■ What to do
Pull every line containing the word "instance" from the records.

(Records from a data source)
=== Begin Enclosure ===

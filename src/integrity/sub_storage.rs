//! # Sub-Storage Window
//!
//! Exposes `[offset, offset + size)` of a parent storage as a storage of its
//! own. Hash and data regions of one backing store are addressed this way.

use super::backend::{check_range, BlockStorage, OperationId, QueryRangeInfo};
use super::errors::{StorageError, StorageResult};

/// Fixed-size window over a parent storage.
#[derive(Debug, Clone)]
pub struct SubStorage<S> {
    parent: S,
    offset: u64,
    size: u64,
}

impl<S: BlockStorage> SubStorage<S> {
    /// Creates a window, verifying it fits inside the parent.
    pub fn new(mut parent: S, offset: u64, size: u64) -> StorageResult<Self> {
        let parent_size = parent.get_size()?;
        check_range(offset, size, parent_size)?;
        Ok(Self {
            parent,
            offset,
            size,
        })
    }

    /// Returns the window start within the parent.
    pub fn offset(&self) -> u64 {
        self.offset
    }

    /// Consumes the window, returning the parent.
    pub fn into_inner(self) -> S {
        self.parent
    }
}

impl<S: BlockStorage> BlockStorage for SubStorage<S> {
    fn read(&mut self, offset: u64, buf: &mut [u8]) -> StorageResult<()> {
        check_range(offset, buf.len() as u64, self.size)?;
        self.parent.read(self.offset + offset, buf)
    }

    fn write(&mut self, offset: u64, buf: &[u8]) -> StorageResult<()> {
        check_range(offset, buf.len() as u64, self.size)?;
        self.parent.write(self.offset + offset, buf)
    }

    fn get_size(&mut self) -> StorageResult<u64> {
        Ok(self.size)
    }

    fn set_size(&mut self, _size: u64) -> StorageResult<()> {
        Err(StorageError::unsupported("Sub-storage windows have a fixed size"))
    }

    fn flush(&mut self) -> StorageResult<()> {
        self.parent.flush()
    }

    fn operate_range(
        &mut self,
        op: OperationId,
        offset: u64,
        size: u64,
    ) -> StorageResult<QueryRangeInfo> {
        check_range(offset, size, self.size)?;
        self.parent.operate_range(op, self.offset + offset, size)
    }
}
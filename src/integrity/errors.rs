//! Integrity storage error types
//!
//! Error codes:
//! - AERO_INTEGRITY_CONFIGURATION (ERROR severity)
//! - AERO_INTEGRITY_UNSUPPORTED (ERROR severity)
//! - AERO_INTEGRITY_INVALID_ARGUMENT (ERROR severity)
//! - AERO_INTEGRITY_PERMISSION_DENIED (ERROR severity)
//! - AERO_DATA_CORRUPTION (FATAL severity)
//! - AERO_RESOURCE_EXHAUSTED (ERROR severity, retryable)
//! - AERO_STORAGE_IO_ERROR (ERROR severity)

use std::fmt;
use std::io;

/// Severity levels for integrity errors
#[derive(Debug, Clone, Copy, PartialEq, Eq)]
pub enum Severity {
    /// Operation fails, caller continues
    Error,
    /// Stored data can no longer be trusted
    Fatal,
}

impl fmt::Display for Severity {
    fn fmt(&self, f: &mut fmt::Formatter<'_>) -> fmt::Result {
        match self {
            Severity::Error => write!(f, "ERROR"),
            Severity::Fatal => write!(f, "FATAL"),
        }
    }
}

/// Error codes raised by the verification layer and its backends
#[derive(Debug, Clone, Copy, PartialEq, Eq)]
pub enum StorageErrorCode {
    /// Bad sizes, double initialize, use before ready or after finalize
    AeroIntegrityConfiguration,
    /// Operation the storage never supports (resize)
    AeroIntegrityUnsupported,
    /// Misaligned or out-of-range request, undersized buffer
    AeroIntegrityInvalidArgument,
    /// Write on a read-only instance
    AeroIntegrityPermissionDenied,
    /// Block hash mismatch
    AeroDataCorruption,
    /// Buffer manager could not supply cache space
    AeroResourceExhausted,
    /// Backing storage I/O failure
    AeroStorageIoError,
}

impl StorageErrorCode {
    /// Returns the string code
    pub fn code(&self) -> &'static str {
        match self {
            StorageErrorCode::AeroIntegrityConfiguration => "AERO_INTEGRITY_CONFIGURATION",
            StorageErrorCode::AeroIntegrityUnsupported => "AERO_INTEGRITY_UNSUPPORTED",
            StorageErrorCode::AeroIntegrityInvalidArgument => "AERO_INTEGRITY_INVALID_ARGUMENT",
            StorageErrorCode::AeroIntegrityPermissionDenied => {
                "AERO_INTEGRITY_PERMISSION_DENIED"
            }
            StorageErrorCode::AeroDataCorruption => "AERO_DATA_CORRUPTION",
            StorageErrorCode::AeroResourceExhausted => "AERO_RESOURCE_EXHAUSTED",
            StorageErrorCode::AeroStorageIoError => "AERO_STORAGE_IO_ERROR",
        }
    }

    /// Returns the severity level for this error
    pub fn severity(&self) -> Severity {
        match self {
            StorageErrorCode::AeroDataCorruption => Severity::Fatal,
            _ => Severity::Error,
        }
    }

    /// Returns whether the caller may retry the same request later
    pub fn is_retryable(&self) -> bool {
        matches!(self, StorageErrorCode::AeroResourceExhausted)
    }
}

impl fmt::Display for StorageErrorCode {
    fn fmt(&self, f: &mut fmt::Formatter<'_>) -> fmt::Result {
        write!(f, "{}", self.code())
    }
}

/// Storage error with full context
#[derive(Debug)]
pub struct StorageError {
    /// Error code
    code: StorageErrorCode,
    /// Human-readable message
    message: String,
    /// Optional details about the error context
    details: Option<String>,
    /// Underlying IO error if applicable
    source: Option<io::Error>,
}

impl StorageError {
    fn new(code: StorageErrorCode, message: impl Into<String>) -> Self {
        Self {
            code,
            message: message.into(),
            details: None,
            source: None,
        }
    }

    /// Create a configuration error (bad sizes, wrong lifecycle state)
    pub fn configuration(message: impl Into<String>) -> Self {
        Self::new(StorageErrorCode::AeroIntegrityConfiguration, message)
    }

    /// Create an unsupported operation error
    pub fn unsupported(message: impl Into<String>) -> Self {
        Self::new(StorageErrorCode::AeroIntegrityUnsupported, message)
    }

    /// Create an invalid argument error
    pub fn invalid_argument(message: impl Into<String>) -> Self {
        Self::new(StorageErrorCode::AeroIntegrityInvalidArgument, message)
    }

    /// Create an invalid argument error for a range outside the storage
    pub fn out_of_range(offset: u64, size: u64, limit: u64) -> Self {
        Self {
            code: StorageErrorCode::AeroIntegrityInvalidArgument,
            message: "Range exceeds storage bounds".to_string(),
            details: Some(format!(
                "offset: {}, size: {}, limit: {}",
                offset, size, limit
            )),
            source: None,
        }
    }

    /// Create a permission denied error
    pub fn permission_denied(message: impl Into<String>) -> Self {
        Self::new(StorageErrorCode::AeroIntegrityPermissionDenied, message)
    }

    /// Create a data corruption error for a verification block (FATAL)
    pub fn corrupted_block(block_index: u64, byte_offset: u64) -> Self {
        Self {
            code: StorageErrorCode::AeroDataCorruption,
            message: "Block hash mismatch".to_string(),
            details: Some(format!(
                "block_index: {}, byte_offset: {}",
                block_index, byte_offset
            )),
            source: None,
        }
    }

    /// Create a resource exhausted error
    pub fn resource_exhausted(requested: usize, available: usize) -> Self {
        Self {
            code: StorageErrorCode::AeroResourceExhausted,
            message: "Buffer manager cannot supply cache space".to_string(),
            details: Some(format!("requested: {}, available: {}", requested, available)),
            source: None,
        }
    }

    /// Create a backing storage I/O error
    pub fn io_error(message: impl Into<String>, source: io::Error) -> Self {
        Self {
            code: StorageErrorCode::AeroStorageIoError,
            message: message.into(),
            details: None,
            source: Some(source),
        }
    }

    /// Returns the error code
    pub fn code(&self) -> StorageErrorCode {
        self.code
    }

    /// Returns the severity level
    pub fn severity(&self) -> Severity {
        self.code.severity()
    }

    /// Returns the error message
    pub fn message(&self) -> &str {
        &self.message
    }

    /// Returns additional error details
    pub fn details(&self) -> Option<&str> {
        self.details.as_deref()
    }

    /// Returns whether this error means stored data cannot be trusted
    pub fn is_fatal(&self) -> bool {
        self.severity() == Severity::Fatal
    }

    /// Returns whether the caller may retry after relieving pressure elsewhere
    pub fn is_retryable(&self) -> bool {
        self.code.is_retryable()
    }
}

impl fmt::Display for StorageError {
    fn fmt(&self, f: &mut fmt::Formatter<'_>) -> fmt::Result {
        write!(
            f,
            "[{}] {}: {}",
            self.code.severity(),
            self.code.code(),
            self.message
        )?;
        if let Some(ref details) = self.details {
            write!(f, " ({})", details)?;
        }
        if let Some(ref source) = self.source {
            write!(f, " (caused by: {})", source)?;
        }
        Ok(())
    }
}

impl std::error::Error for StorageError {
    fn source(&self) -> Option<&(dyn std::error::Error + 'static)> {
        self.source.as_ref().map(|e| e as &(dyn std::error::Error + 'static))
    }
}

/// Result type for storage operations
pub type StorageResult<T> = Result<T, StorageError>;
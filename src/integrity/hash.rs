//! Block hashes and pluggable hash generation
//!
//! A `BlockHash` is the 32-byte digest stored for every verification block.
//! The top bit of its last byte is the validation bit: every hash produced by
//! a write has it set, so the all-zero entry can only mean "never written".

use std::fmt;

use base64::Engine as _;
use sha2::{Digest, Sha256};
use subtle::ConstantTimeEq;

use super::errors::{StorageError, StorageResult};

/// Size in bytes of one stored block hash
pub const HASH_SIZE: usize = 32;

/// Size in bytes of a hash salt
pub const SALT_SIZE: usize = 32;

const VALIDATION_BIT: u8 = 0x80;

/// Digest stored for a single verification block.
#[derive(Clone, Copy, PartialEq, Eq, Default)]
pub struct BlockHash([u8; HASH_SIZE]);

impl BlockHash {
    /// The sentinel value of an entry that was never written.
    pub const CLEARED: BlockHash = BlockHash([0u8; HASH_SIZE]);

    /// Wraps raw digest bytes.
    pub fn from_bytes(bytes: [u8; HASH_SIZE]) -> Self {
        Self(bytes)
    }

    /// Copies a hash out of a 32-byte slice.
    ///
    /// Returns `None` if the slice has the wrong length.
    pub fn from_slice(bytes: &[u8]) -> Option<Self> {
        let array: [u8; HASH_SIZE] = bytes.try_into().ok()?;
        Some(Self(array))
    }

    /// Returns the raw bytes.
    pub fn as_bytes(&self) -> &[u8; HASH_SIZE] {
        &self.0
    }

    /// Returns the raw bytes mutably.
    pub fn as_bytes_mut(&mut self) -> &mut [u8; HASH_SIZE] {
        &mut self.0
    }

    /// Forces the validation bit to 1.
    pub fn set_validation_bit(&mut self) {
        self.0[HASH_SIZE - 1] |= VALIDATION_BIT;
    }

    /// Returns whether the validation bit is set.
    pub fn has_validation_bit(&self) -> bool {
        self.0[HASH_SIZE - 1] & VALIDATION_BIT != 0
    }

    /// Returns whether this is the never-written sentinel.
    pub fn is_cleared(&self) -> bool {
        self.0.iter().all(|&b| b == 0)
    }

    /// Constant-time comparison against another hash.
    pub fn ct_matches(&self, other: &BlockHash) -> bool {
        self.0[..].ct_eq(&other.0[..]).into()
    }
}

impl fmt::Debug for BlockHash {
    fn fmt(&self, f: &mut fmt::Formatter<'_>) -> fmt::Result {
        write!(f, "BlockHash(")?;
        for b in &self.0 {
            write!(f, "{:02x}", b)?;
        }
        write!(f, ")")
    }
}

/// Extra bytes mixed into every block hash of one storage instance.
#[derive(Clone, Copy, PartialEq, Eq)]
pub struct HashSalt([u8; SALT_SIZE]);

impl HashSalt {
    /// Wraps raw salt bytes.
    pub fn new(bytes: [u8; SALT_SIZE]) -> Self {
        Self(bytes)
    }

    /// Decodes a salt from standard base64.
    pub fn from_base64(encoded: &str) -> StorageResult<Self> {
        let decoded = base64::engine::general_purpose::STANDARD
            .decode(encoded.trim())
            .map_err(|e| StorageError::configuration(format!("Invalid salt encoding: {}", e)))?;
        let bytes: [u8; SALT_SIZE] = decoded.as_slice().try_into().map_err(|_| {
            StorageError::configuration(format!(
                "Salt must be {} bytes, got {}",
                SALT_SIZE,
                decoded.len()
            ))
        })?;
        Ok(Self(bytes))
    }

    /// Returns the raw bytes.
    pub fn as_bytes(&self) -> &[u8; SALT_SIZE] {
        &self.0
    }
}

impl fmt::Debug for HashSalt {
    fn fmt(&self, f: &mut fmt::Formatter<'_>) -> fmt::Result {
        f.write_str("HashSalt(<redacted>)")
    }
}

/// Stateful digest computation.
pub trait HashGenerator {
    /// Resets the generator to its initial state.
    fn initialize(&mut self);

    /// Feeds bytes into the digest.
    fn update(&mut self, data: &[u8]);

    /// Writes the digest of everything fed since the last `initialize`.
    fn get_hash(&mut self, out: &mut [u8; HASH_SIZE]);
}

/// Produces a fresh generator per hash computation.
pub trait HashGeneratorFactory: Send + Sync {
    /// Creates a new, initialized generator.
    fn create(&self) -> Box<dyn HashGenerator>;
}

/// SHA-256 backed generator.
#[derive(Default, Clone)]
pub struct Sha256Generator {
    hasher: Sha256,
}

impl fmt::Debug for Sha256Generator {
    fn fmt(&self, f: &mut fmt::Formatter<'_>) -> fmt::Result {
        f.write_str("Sha256Generator")
    }
}

impl Sha256Generator {
    /// Create a new generator
    pub fn new() -> Self {
        Self::default()
    }
}

impl HashGenerator for Sha256Generator {
    fn initialize(&mut self) {
        self.hasher = Sha256::new();
    }

    fn update(&mut self, data: &[u8]) {
        Digest::update(&mut self.hasher, data);
    }

    fn get_hash(&mut self, out: &mut [u8; HASH_SIZE]) {
        let digest = self.hasher.finalize_reset();
        out.copy_from_slice(&digest);
    }
}

/// Factory for `Sha256Generator`.
#[derive(Debug, Default, Clone, Copy)]
pub struct Sha256GeneratorFactory;

impl HashGeneratorFactory for Sha256GeneratorFactory {
    fn create(&self) -> Box<dyn HashGenerator> {
        Box::new(Sha256Generator::new())
    }
}

/// Computes the stored form of a block hash: `H(salt || data)` with the
/// validation bit forced.
///
/// Reads and writes both go through this routine, so a stored hash and a
/// freshly computed one agree on the validation bit.
pub fn compute_block_hash(
    generator: &mut dyn HashGenerator,
    salt: Option<&HashSalt>,
    data: &[u8],
) -> BlockHash {
    generator.initialize();
    if let Some(salt) = salt {
        generator.update(salt.as_bytes());
    }
    generator.update(data);

    let mut hash = BlockHash::default();
    generator.get_hash(hash.as_bytes_mut());
    hash.set_validation_bit();
    hash
}
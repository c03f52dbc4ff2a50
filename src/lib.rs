//! aeroverify - A strict, hash-verified block storage layer
//!
//! Each verification block of a data storage is paired with a salted SHA-256
//! hash in a hash storage. Reads never return bytes that fail verification.

pub mod integrity;
pub mod observability;
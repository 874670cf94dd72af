use std::io::{self, Read, Write};
use std::path::PathBuf;

use anyhow::{bail, Context, Result};
use clap::Parser;
use tracing::{debug, info};
use tracing_subscriber::{layer::SubscriberExt, util::SubscriberInitExt};
use zbind::Config;

#[derive(Debug, Parser)]
#[command(
    name = "zbind",
    version,
    about = "Check and reformat XML documents"
)]
struct Args {
    /// Input file (defaults to stdin)
    #[arg(value_name = "INPUT")]
    input: Option<PathBuf>,
    /// Output file (defaults to stdout)
    #[arg(short, long, value_name = "OUTPUT")]
    output: Option<PathBuf>,
    /// Indent nested elements on separate lines
    #[arg(short, long)]
    pretty: bool,
    /// Indent with this many spaces instead of a tab
    #[arg(long, value_name = "N", requires = "pretty")]
    indent_width: Option<usize>,
    /// Use CRLF line breaks when pretty printing
    #[arg(long, requires = "pretty")]
    crlf: bool,
    /// Always write the `<?xml ...?>` declaration
    #[arg(long)]
    declaration: bool,
    /// Only check that the input is well formed
    #[arg(long, conflicts_with = "output")]
    check: bool,
    /// Log parser activity to stderr
    #[arg(short, long)]
    verbose: bool,
}

impl Args {
    fn config(&self) -> Config {
        let mut config = Config::new().with_pretty_print(self.pretty);
        if let Some(width) = self.indent_width {
            config = config.with_indent_symbol(" ".repeat(width));
        }
        if self.crlf {
            config = config.with_line_symbol("\r\n");
        }
        config
    }
}

fn main() -> Result<()> {
    let args = Args::parse();
    init_logging(args.verbose);

    let input = read_input(&args.input)?;
    let config = args.config();
    let mut doc = zbind::Parser::with_config(&input, &config)
        .parse()
        .with_context(|| format!("failed to parse {}", describe(&args.input)))?;
    info!(elements = doc.node_count(), "document parsed");

    if args.check {
        let root = doc.root_element().name().to_string();
        return write_output(&None, format!("ok: <{root}> well formed\n").as_bytes());
    }

    if args.declaration {
        doc.set_emit_declaration(true);
    }
    let mut output = zbind::xml::writer::to_string(&doc, &config);
    output.push_str(config.line_symbol());
    debug!(bytes = output.len(), "document rendered");

    write_output(&args.output, output.as_bytes())
}

fn init_logging(verbose: bool) {
    let default = if verbose { "zbind=debug" } else { "zbind=warn" };
    tracing_subscriber::registry()
        .with(
            tracing_subscriber::EnvFilter::try_from_default_env()
                .unwrap_or_else(|_| default.into()),
        )
        .with(tracing_subscriber::fmt::layer().with_writer(io::stderr))
        .init();
}

fn describe(path: &Option<PathBuf>) -> String {
    match path {
        Some(path) => path.display().to_string(),
        None => "stdin".to_string(),
    }
}

fn read_input(path: &Option<PathBuf>) -> Result<Vec<u8>> {
    match path {
        Some(path) => std::fs::read(path)
            .with_context(|| format!("failed to read input file {}", path.display())),
        None => {
            let mut buffer = Vec::new();
            io::stdin()
                .read_to_end(&mut buffer)
                .context("failed to read stdin")?;
            if buffer.iter().all(u8::is_ascii_whitespace) {
                bail!("no input provided on stdin");
            }
            Ok(buffer)
        }
    }
}

fn write_output(path: &Option<PathBuf>, data: &[u8]) -> Result<()> {
    match path {
        Some(path) => std::fs::write(path, data)
            .with_context(|| format!("failed to write output file {}", path.display())),
        None => {
            let mut stdout = io::stdout();
            stdout.write_all(data).context("failed to write stdout")?;
            Ok(())
        }
    }
}
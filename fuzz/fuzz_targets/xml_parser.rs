#![no_main]
use libfuzzer_sys::fuzz_target;
use zbind::Parser;

fuzz_target!(|data: &[u8]| {
    let _ = Parser::new(data).parse();
});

=== End Enclosure ===

■ Task solution
    /// Write on a read-only instance
/// Extra bytes mixed into every block hash of one storage instance.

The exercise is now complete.